[RECORDS FOR PROCESSING]
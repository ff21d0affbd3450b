//! Repository factory for dependency injection.
//!
//! Builds the `Arc<dyn FullRepository>` handed to the HTTP state, choosing
//! the backend from a `repository.toml` file or from environment variables.

use std::path::Path;
use std::str::FromStr;
use std::sync::Arc;

use super::repo_config::RepositoryConfig;
#[cfg(feature = "local-repo")]
use super::repositories::LocalRepository;
#[cfg(feature = "sqlite-repo")]
use super::repositories::{SqliteConfig, SqliteRepository};
use super::repository::{FullRepository, RepositoryError, RepositoryResult};

/// Storage backend selector.
#[derive(Debug, Clone, Copy, PartialEq, Eq)]
pub enum RepositoryType {
    /// SQLite file via Diesel
    Sqlite,
    /// In-memory local repository
    Local,
}

impl FromStr for RepositoryType {
    type Err = String;

    /// Parse repository type from string ("sqlite", "local").
    fn from_str(s: &str) -> Result<Self, Self::Err> {
        match s.trim().to_lowercase().as_str() {
            "sqlite" | "sqlite3" => Ok(Self::Sqlite),
            "local" | "memory" => Ok(Self::Local),
            _ => Err(format!("Unknown repository type: {}", s)),
        }
    }
}

impl RepositoryType {
    /// Backend used when nothing is configured.
    pub fn default_for_build() -> Self {
        if cfg!(feature = "sqlite-repo") {
            Self::Sqlite
        } else {
            Self::Local
        }
    }

    /// Read `REPOSITORY_TYPE`, falling back to [`RepositoryType::default_for_build`].
    ///
    /// # Errors
    /// Returns an error if the variable is set to an unknown value.
    pub fn from_env() -> Result<Self, String> {
        match std::env::var("REPOSITORY_TYPE") {
            Ok(val) if !val.trim().is_empty() => val.parse(),
            _ => Ok(Self::default_for_build()),
        }
    }
}

/// Repository factory for creating repository instances.
///
/// # Example
/// ```ignore
/// use math_service::db::{RepositoryFactory, RepositoryType, SqliteConfig};
///
/// let config = SqliteConfig::with_url("data/calculations.db");
/// let repo = RepositoryFactory::create(RepositoryType::Sqlite, Some(&config)).await?;
/// ```
pub struct RepositoryFactory;

impl RepositoryFactory {
    /// Create a repository instance based on type.
    ///
    /// # Arguments
    /// * `repo_type` - Type of repository to create
    /// * `sqlite_config` - SQLite settings; defaults apply when `None`
    pub async fn create(
        repo_type: RepositoryType,
        #[cfg(feature = "sqlite-repo")] sqlite_config: Option<&SqliteConfig>,
        #[cfg(not(feature = "sqlite-repo"))] sqlite_config: Option<&()>,
    ) -> RepositoryResult<Arc<dyn FullRepository>> {
        match repo_type {
            RepositoryType::Sqlite => {
                #[cfg(feature = "sqlite-repo")]
                {
                    let config = sqlite_config.cloned().unwrap_or_default();
                    let repo = Self::create_sqlite(config).await?;
                    Ok(repo as Arc<dyn FullRepository>)
                }
                #[cfg(not(feature = "sqlite-repo"))]
                {
                    let _ = sqlite_config;
                    Err(RepositoryError::configuration(
                        "SQLite repository feature not enabled",
                    ))
                }
            }
            RepositoryType::Local => Self::create_local(),
        }
    }

    /// Open a SQLite repository off the async runtime.
    #[cfg(feature = "sqlite-repo")]
    pub async fn create_sqlite(config: SqliteConfig) -> RepositoryResult<Arc<SqliteRepository>> {
        let repo = tokio::task::spawn_blocking(move || SqliteRepository::new(config))
            .await
            .map_err(|e| RepositoryError::internal(format!("Task join error: {}", e)))??;
        Ok(Arc::new(repo))
    }

    /// Create an in-memory local repository.
    pub fn create_local() -> RepositoryResult<Arc<dyn FullRepository>> {
        #[cfg(feature = "local-repo")]
        {
            Ok(Arc::new(LocalRepository::new()))
        }
        #[cfg(not(feature = "local-repo"))]
        {
            Err(RepositoryError::configuration(
                "Local repository feature not enabled",
            ))
        }
    }

    /// Create repository from environment configuration.
    ///
    /// Reads `REPOSITORY_TYPE` and, for SQLite, the `DATABASE_URL` and
    /// `SQLITE_*` variables.
    pub async fn from_env() -> RepositoryResult<Arc<dyn FullRepository>> {
        RepositoryBuilder::new().from_env()?.build().await
    }

    /// Create repository from a TOML configuration file.
    pub async fn from_config_file<P: AsRef<Path>>(
        config_path: P,
    ) -> RepositoryResult<Arc<dyn FullRepository>> {
        RepositoryBuilder::new()
            .from_config_file(config_path)?
            .build()
            .await
    }

    /// Create repository from `repository.toml` in a standard location,
    /// or from the environment when no file exists.
    pub async fn from_default_config() -> RepositoryResult<Arc<dyn FullRepository>> {
        match RepositoryConfig::find_default_location() {
            Some(path) => {
                log::info!("Loading repository configuration from {}", path.display());
                Self::from_config_file(path).await
            }
            None => Self::from_env().await,
        }
    }
}

/// Builder for configuring repository creation.
///
/// # Example
/// ```ignore
/// use math_service::db::{RepositoryBuilder, RepositoryType};
///
/// let repo = RepositoryBuilder::new()
///     .repository_type(RepositoryType::Local)
///     .build()
///     .await?;
/// ```
pub struct RepositoryBuilder {
    repo_type: RepositoryType,
    #[cfg(feature = "sqlite-repo")]
    sqlite_config: Option<SqliteConfig>,
}

impl RepositoryBuilder {
    /// Create a new builder targeting the default backend.
    pub fn new() -> Self {
        Self {
            repo_type: RepositoryType::default_for_build(),
            #[cfg(feature = "sqlite-repo")]
            sqlite_config: None,
        }
    }

    /// Set the repository type.
    pub fn repository_type(mut self, repo_type: RepositoryType) -> Self {
        self.repo_type = repo_type;
        self
    }

    /// Set the SQLite configuration.
    #[cfg(feature = "sqlite-repo")]
    pub fn sqlite_config(mut self, config: SqliteConfig) -> Self {
        self.sqlite_config = Some(config);
        self
    }

    /// Load configuration from environment variables.
    pub fn from_env(mut self) -> RepositoryResult<Self> {
        self.repo_type = RepositoryType::from_env().map_err(RepositoryError::configuration)?;

        #[cfg(feature = "sqlite-repo")]
        if self.repo_type == RepositoryType::Sqlite {
            self.sqlite_config =
                Some(SqliteConfig::from_env().map_err(RepositoryError::configuration)?);
        }

        Ok(self)
    }

    /// Load configuration from a TOML file.
    ///
    /// # Returns
    /// * `Ok(Self)` - Builder with loaded configuration
    /// * `Err(RepositoryError)` - If file cannot be read or parsed
    pub fn from_config_file<P: AsRef<Path>>(mut self, config_path: P) -> RepositoryResult<Self> {
        let repo_config = RepositoryConfig::from_file(config_path)?;
        self.repo_type = repo_config.repository_type().map_err(|e| {
            RepositoryError::configuration(format!("Invalid repository type: {}", e))
        })?;

        #[cfg(feature = "sqlite-repo")]
        {
            self.sqlite_config = repo_config.to_sqlite_config()?;
        }

        Ok(self)
    }

    /// Build the repository instance.
    pub async fn build(self) -> RepositoryResult<Arc<dyn FullRepository>> {
        #[cfg(feature = "sqlite-repo")]
        let sqlite_config = self.sqlite_config.as_ref();
        #[cfg(not(feature = "sqlite-repo"))]
        let sqlite_config = None;

        log::debug!("Building {:?} repository", self.repo_type);
        RepositoryFactory::create(self.repo_type, sqlite_config).await
    }
}

impl Default for RepositoryBuilder {
    fn default() -> Self {
        Self::new()
    }
}

#[cfg(test)]
mod tests {
    use super::*;

    #[test]
    fn test_repository_type_from_str() {
        assert_eq!(
            RepositoryType::from_str("local").unwrap(),
            RepositoryType::Local
        );
        assert_eq!(
            RepositoryType::from_str("SQLite").unwrap(),
            RepositoryType::Sqlite
        );
        assert!(RepositoryType::from_str("postgres").is_err());
    }

    #[cfg(feature = "local-repo")]
    #[tokio::test]
    async fn test_builder_local_repository() {
        let repo = RepositoryBuilder::new()
            .repository_type(RepositoryType::Local)
            .build()
            .await
            .unwrap();

        assert!(repo.health_check().await.unwrap());
        assert_eq!(repo.count_calculations().await.unwrap(), 0);
    }

    #[cfg(feature = "sqlite-repo")]
    #[tokio::test]
    async fn test_create_sqlite_in_memory() {
        let config = SqliteConfig::with_url(":memory:");
        let repo = RepositoryFactory::create(RepositoryType::Sqlite, Some(&config))
            .await
            .unwrap();
        assert!(repo.health_check().await.unwrap());
    }
}
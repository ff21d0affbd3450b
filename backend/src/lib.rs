//! # Math Service
//!
//! HTTP service exposing three mathematical operations (power, Fibonacci,
//! factorial). Every successful calculation is recorded in a store that also
//! serves history and aggregate statistics.
//!
//! ## Architecture
//!
//! - [`algorithms`]: Pure calculation engine with its own range checks
//! - [`models`]: Calculation records, inputs, results and statistics
//! - [`services`]: Boundary validation and the request pipeline
//! - [`db`]: Repository traits, SQLite and in-memory backends, factory
//! - [`config`]: Server settings from the environment
//! - [`http`]: Axum router, handlers and error envelopes
//!
//! Integer results are exact: Fibonacci and factorial use arbitrary-precision
//! integers and serialize as plain JSON numbers of any length.

// RepositoryError carries rich context for debugging.
#![allow(clippy::result_large_err)]

pub mod algorithms;
pub mod config;
pub mod db;
pub mod models;
pub mod services;

#[cfg(feature = "http-server")]
pub mod http;
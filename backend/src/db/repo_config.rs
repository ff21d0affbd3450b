//! Repository configuration file support.
//!
//! ```toml
//! [repository]
//! type = "sqlite"
//!
//! [sqlite]
//! database_url = "data/math_calculations.db"
//! max_connections = 4
//! busy_timeout_ms = 5000
//! ```

use serde::{Deserialize, Serialize};
use std::fs;
use std::path::{Path, PathBuf};
use std::str::FromStr;

use super::factory::RepositoryType;
#[cfg(feature = "sqlite-repo")]
use super::repositories::SqliteConfig;
use super::repository::{RepositoryError, RepositoryResult};

/// File name searched for by [`RepositoryConfig::find_default_location`].
pub const CONFIG_FILE_NAME: &str = "repository.toml";

/// Repository configuration from file.
#[derive(Debug, Clone, Serialize, Deserialize)]
pub struct RepositoryConfig {
    pub repository: RepositorySettings,
    #[serde(default)]
    pub sqlite: SqliteSettings,
}

/// Repository type settings.
#[derive(Debug, Clone, Serialize, Deserialize)]
pub struct RepositorySettings {
    #[serde(rename = "type")]
    pub repo_type: String,
}

/// SQLite settings. Missing keys take the same defaults as the environment.
#[derive(Debug, Clone, Serialize, Deserialize)]
pub struct SqliteSettings {
    #[serde(default = "default_database_url")]
    pub database_url: String,
    #[serde(default = "default_max_connections")]
    pub max_connections: u32,
    #[serde(default = "default_connect_timeout")]
    pub connect_timeout: u64,
    #[serde(default = "default_busy_timeout_ms")]
    pub busy_timeout_ms: u64,
    #[serde(default = "default_max_retries")]
    pub max_retries: u32,
    #[serde(default = "default_retry_delay_ms")]
    pub retry_delay_ms: u64,
}

impl Default for SqliteSettings {
    fn default() -> Self {
        Self {
            database_url: default_database_url(),
            max_connections: default_max_connections(),
            connect_timeout: default_connect_timeout(),
            busy_timeout_ms: default_busy_timeout_ms(),
            max_retries: default_max_retries(),
            retry_delay_ms: default_retry_delay_ms(),
        }
    }
}

fn default_database_url() -> String {
    "math_calculations.db".to_string()
}

fn default_max_connections() -> u32 {
    4
}

fn default_connect_timeout() -> u64 {
    30
}

fn default_busy_timeout_ms() -> u64 {
    5_000
}

fn default_max_retries() -> u32 {
    3
}

fn default_retry_delay_ms() -> u64 {
    50
}

impl RepositoryConfig {
    /// Load repository configuration from a TOML file.
    ///
    /// # Returns
    /// * `Ok(RepositoryConfig)` if successful
    /// * `Err(RepositoryError)` if file cannot be read or parsed
    pub fn from_file<P: AsRef<Path>>(path: P) -> RepositoryResult<Self> {
        let content = fs::read_to_string(path.as_ref()).map_err(|e| {
            RepositoryError::configuration(format!("Failed to read config file: {}", e))
        })?;

        Self::from_toml_str(&content)
    }

    /// Parse repository configuration from TOML text.
    pub fn from_toml_str(content: &str) -> RepositoryResult<Self> {
        toml::from_str(content).map_err(|e| {
            RepositoryError::configuration(format!("Failed to parse config file: {}", e))
        })
    }

    /// Look for `repository.toml` in the current directory, then `backend/`.
    pub fn find_default_location() -> Option<PathBuf> {
        [
            PathBuf::from(CONFIG_FILE_NAME),
            Path::new("backend").join(CONFIG_FILE_NAME),
        ]
        .into_iter()
        .find(|path| path.exists())
    }

    /// Load repository configuration from the default location.
    pub fn from_default_location() -> RepositoryResult<Self> {
        match Self::find_default_location() {
            Some(path) => Self::from_file(path),
            None => Err(RepositoryError::configuration(format!(
                "No {} found in standard locations",
                CONFIG_FILE_NAME
            ))),
        }
    }

    /// Get the repository type from configuration.
    pub fn repository_type(&self) -> Result<RepositoryType, String> {
        RepositoryType::from_str(&self.repository.repo_type)
    }

    /// SQLite settings when this file selects the SQLite backend.
    #[cfg(feature = "sqlite-repo")]
    pub fn to_sqlite_config(&self) -> RepositoryResult<Option<SqliteConfig>> {
        let repo_type = self.repository_type().map_err(|e| {
            RepositoryError::configuration(format!("Invalid repository type: {}", e))
        })?;

        if repo_type != RepositoryType::Sqlite {
            return Ok(None);
        }

        if self.sqlite.database_url.trim().is_empty() {
            return Err(RepositoryError::configuration(
                "SQLite repository requires 'sqlite.database_url' setting",
            ));
        }
        if self.sqlite.max_connections == 0 {
            return Err(RepositoryError::configuration(
                "'sqlite.max_connections' must be at least 1",
            ));
        }

        Ok(Some(SqliteConfig {
            database_url: self.sqlite.database_url.clone(),
            max_pool_size: self.sqlite.max_connections,
            connection_timeout_sec: self.sqlite.connect_timeout,
            busy_timeout_ms: self.sqlite.busy_timeout_ms,
            max_retries: self.sqlite.max_retries,
            retry_delay_ms: self.sqlite.retry_delay_ms,
        }))
    }
}
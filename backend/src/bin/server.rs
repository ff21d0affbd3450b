//! Math service HTTP server.
//!
//! # Usage
//!
//! ```bash
//! # SQLite file in the working directory (default)
//! cargo run --bin math-server
//!
//! # In-memory store
//! REPOSITORY_TYPE=local cargo run --bin math-server
//! ```
//!
//! # Environment Variables
//!
//! - `HOST`: Server host (default: 0.0.0.0)
//! - `PORT`: Server port (default: 5000)
//! - `HISTORY_LIMIT`: Records returned by `/history` (default: 50)
//! - `MAX_BODY_BYTES`: Request body limit (default: 65536)
//! - `REPOSITORY_TYPE`: `sqlite` or `local`
//! - `DATABASE_URL`: SQLite file path (default: math_calculations.db)
//! - `RUST_LOG`: Log filter (default: info)
//!
//! A `repository.toml` in the working directory or `backend/` takes
//! precedence over the repository variables.

use anyhow::Context;
use tracing::info;
use tracing_subscriber::EnvFilter;

use math_service::config::ServerConfig;
use math_service::db::RepositoryFactory;
use math_service::http::{create_router, AppState};

#[tokio::main]
async fn main() -> anyhow::Result<()> {
    tracing_subscriber::fmt()
        .with_env_filter(
            EnvFilter::try_from_default_env().unwrap_or_else(|_| EnvFilter::new("info")),
        )
        .with_target(true)
        .with_thread_ids(true)
        .init();

    info!("Starting math service");

    let config = ServerConfig::from_env().context("Invalid server configuration")?;

    let repository = RepositoryFactory::from_default_config()
        .await
        .context("Failed to initialize repository")?;
    info!("Repository initialized successfully");

    let state = AppState::from_config(repository, &config);
    let app = create_router(state);

    let addr = config.bind_addr()?;
    let listener = tokio::net::TcpListener::bind(addr)
        .await
        .with_context(|| format!("Failed to bind {}", addr))?;

    info!("Server listening on http://{}", addr);
    info!("Health check: http://{}/api/v1/health", addr);

    axum::serve(listener, app)
        .with_graceful_shutdown(shutdown_signal())
        .await?;

    info!("Server stopped");
    Ok(())
}

async fn shutdown_signal() {
    if let Err(e) = tokio::signal::ctrl_c().await {
        tracing::error!("Failed to install Ctrl+C handler: {}", e);
        std::future::pending::<()>().await;
    }
    info!("Shutdown signal received");
}
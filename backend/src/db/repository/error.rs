//! Error types for repository operations.
//!
//! Every repository failure carries an [`ErrorContext`] so log lines say which
//! operation failed and whether retrying could help.

use std::fmt;

/// Result type for repository operations
pub type RepositoryResult<T> = Result<T, RepositoryError>;

/// Structured context for repository errors.
#[derive(Debug, Clone, Default)]
pub struct ErrorContext {
    /// The operation being performed (e.g., "append_calculation", "operation_stats")
    pub operation: Option<String>,
    /// The entity type involved (e.g., "calculation")
    pub entity: Option<String>,
    /// The entity ID if applicable
    pub entity_id: Option<String>,
    /// Additional details about the error
    pub details: Option<String>,
    /// Whether this error is retryable
    pub retryable: bool,
}

impl ErrorContext {
    /// Create a new error context with an operation name.
    pub fn new(operation: impl Into<String>) -> Self {
        Self {
            operation: Some(operation.into()),
            ..Default::default()
        }
    }

    pub fn with_entity(mut self, entity: impl Into<String>) -> Self {
        self.entity = Some(entity.into());
        self
    }

    pub fn with_entity_id(mut self, id: impl ToString) -> Self {
        self.entity_id = Some(id.to_string());
        self
    }

    pub fn with_details(mut self, details: impl Into<String>) -> Self {
        self.details = Some(details.into());
        self
    }

    pub fn retryable(mut self) -> Self {
        self.retryable = true;
        self
    }
}

impl fmt::Display for ErrorContext {
    fn fmt(&self, f: &mut fmt::Formatter<'_>) -> fmt::Result {
        let mut parts = Vec::new();
        if let Some(ref op) = self.operation {
            parts.push(format!("operation={}", op));
        }
        if let Some(ref entity) = self.entity {
            parts.push(format!("entity={}", entity));
        }
        if let Some(ref id) = self.entity_id {
            parts.push(format!("id={}", id));
        }
        if let Some(ref details) = self.details {
            parts.push(format!("details={}", details));
        }
        if self.retryable {
            parts.push("retryable=true".to_string());
        }
        write!(f, "[{}]", parts.join(", "))
    }
}

/// Error type for repository operations
#[derive(Debug, thiserror::Error)]
pub enum RepositoryError {
    /// The store could not be opened or reached. Usually transient.
    #[error("Connection error: {message} {context}")]
    ConnectionError {
        message: String,
        context: ErrorContext,
    },

    /// A statement failed to execute.
    #[error("Query error: {message} {context}")]
    QueryError {
        message: String,
        context: ErrorContext,
    },

    /// Configuration or initialization error.
    #[error("Configuration error: {message} {context}")]
    ConfigurationError {
        message: String,
        context: ErrorContext,
    },

    /// Stored data could not be decoded, or another unexpected failure.
    #[error("Internal error: {message} {context}")]
    InternalError {
        message: String,
        context: ErrorContext,
    },
}

impl RepositoryError {
    pub fn connection(message: impl Into<String>) -> Self {
        Self::ConnectionError {
            message: message.into(),
            context: ErrorContext::default().retryable(),
        }
    }

    pub fn connection_with_context(message: impl Into<String>, context: ErrorContext) -> Self {
        Self::ConnectionError {
            message: message.into(),
            context: context.retryable(),
        }
    }

    pub fn query(message: impl Into<String>) -> Self {
        Self::QueryError {
            message: message.into(),
            context: ErrorContext::default(),
        }
    }

    pub fn configuration(message: impl Into<String>) -> Self {
        Self::ConfigurationError {
            message: message.into(),
            context: ErrorContext::default(),
        }
    }

    pub fn internal(message: impl Into<String>) -> Self {
        Self::InternalError {
            message: message.into(),
            context: ErrorContext::default(),
        }
    }

    pub fn internal_with_context(message: impl Into<String>, context: ErrorContext) -> Self {
        Self::InternalError {
            message: message.into(),
            context,
        }
    }

    /// Check if this error is retryable.
    pub fn is_retryable(&self) -> bool {
        match self {
            Self::ConnectionError { context, .. } | Self::QueryError { context, .. } => {
                context.retryable
            }
            _ => false,
        }
    }

    /// Whether the store itself is unreachable, as opposed to a bad statement
    /// or bad data.
    pub fn is_unavailable(&self) -> bool {
        matches!(self, Self::ConnectionError { .. })
    }

    pub fn context(&self) -> &ErrorContext {
        match self {
            Self::ConnectionError { context, .. }
            | Self::QueryError { context, .. }
            | Self::ConfigurationError { context, .. }
            | Self::InternalError { context, .. } => context,
        }
    }

    /// Add or update the operation in the error context.
    pub fn with_operation(mut self, operation: impl Into<String>) -> Self {
        match &mut self {
            Self::ConnectionError { context, .. }
            | Self::QueryError { context, .. }
            | Self::ConfigurationError { context, .. }
            | Self::InternalError { context, .. } => {
                context.operation = Some(operation.into());
            }
        }
        self
    }
}

#[cfg(feature = "sqlite-repo")]
impl From<diesel::result::Error> for RepositoryError {
    fn from(err: diesel::result::Error) -> Self {
        match err {
            diesel::result::Error::DatabaseError(kind, info) => {
                let message = info.message().to_string();
                let context =
                    ErrorContext::default().with_details(format!("db_error_kind={:?}", kind));

                // SQLite reports writer contention as SQLITE_BUSY ("database is locked").
                let lower = message.to_lowercase();
                let is_retryable = matches!(
                    kind,
                    diesel::result::DatabaseErrorKind::SerializationFailure
                ) || lower.contains("database is locked")
                    || lower.contains("busy");

                let context = if is_retryable {
                    context.retryable()
                } else {
                    context
                };

                RepositoryError::QueryError { message, context }
            }
            diesel::result::Error::QueryBuilderError(e) => {
                RepositoryError::query(format!("Query builder error: {}", e))
            }
            diesel::result::Error::DeserializationError(e) => {
                RepositoryError::internal(format!("Deserialization error: {}", e))
            }
            diesel::result::Error::SerializationError(e) => {
                RepositoryError::internal(format!("Serialization error: {}", e))
            }
            other => RepositoryError::query(other.to_string()),
        }
    }
}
[/RECORDS FOR PROCESSING]
## TASK GOAL
Lines containing the word "tokio" are to be located in the entries and copied.

## OUTPUT OF THE EXERCISE
        let repo = tokio::task::spawn_blocking(move || SqliteRepository::new(config))
    #[tokio::test]
    #[tokio::test]
#[tokio::main]
    let listener = tokio::net::TcpListener::bind(addr)
    if let Err(e) = tokio::signal::ctrl_c().await {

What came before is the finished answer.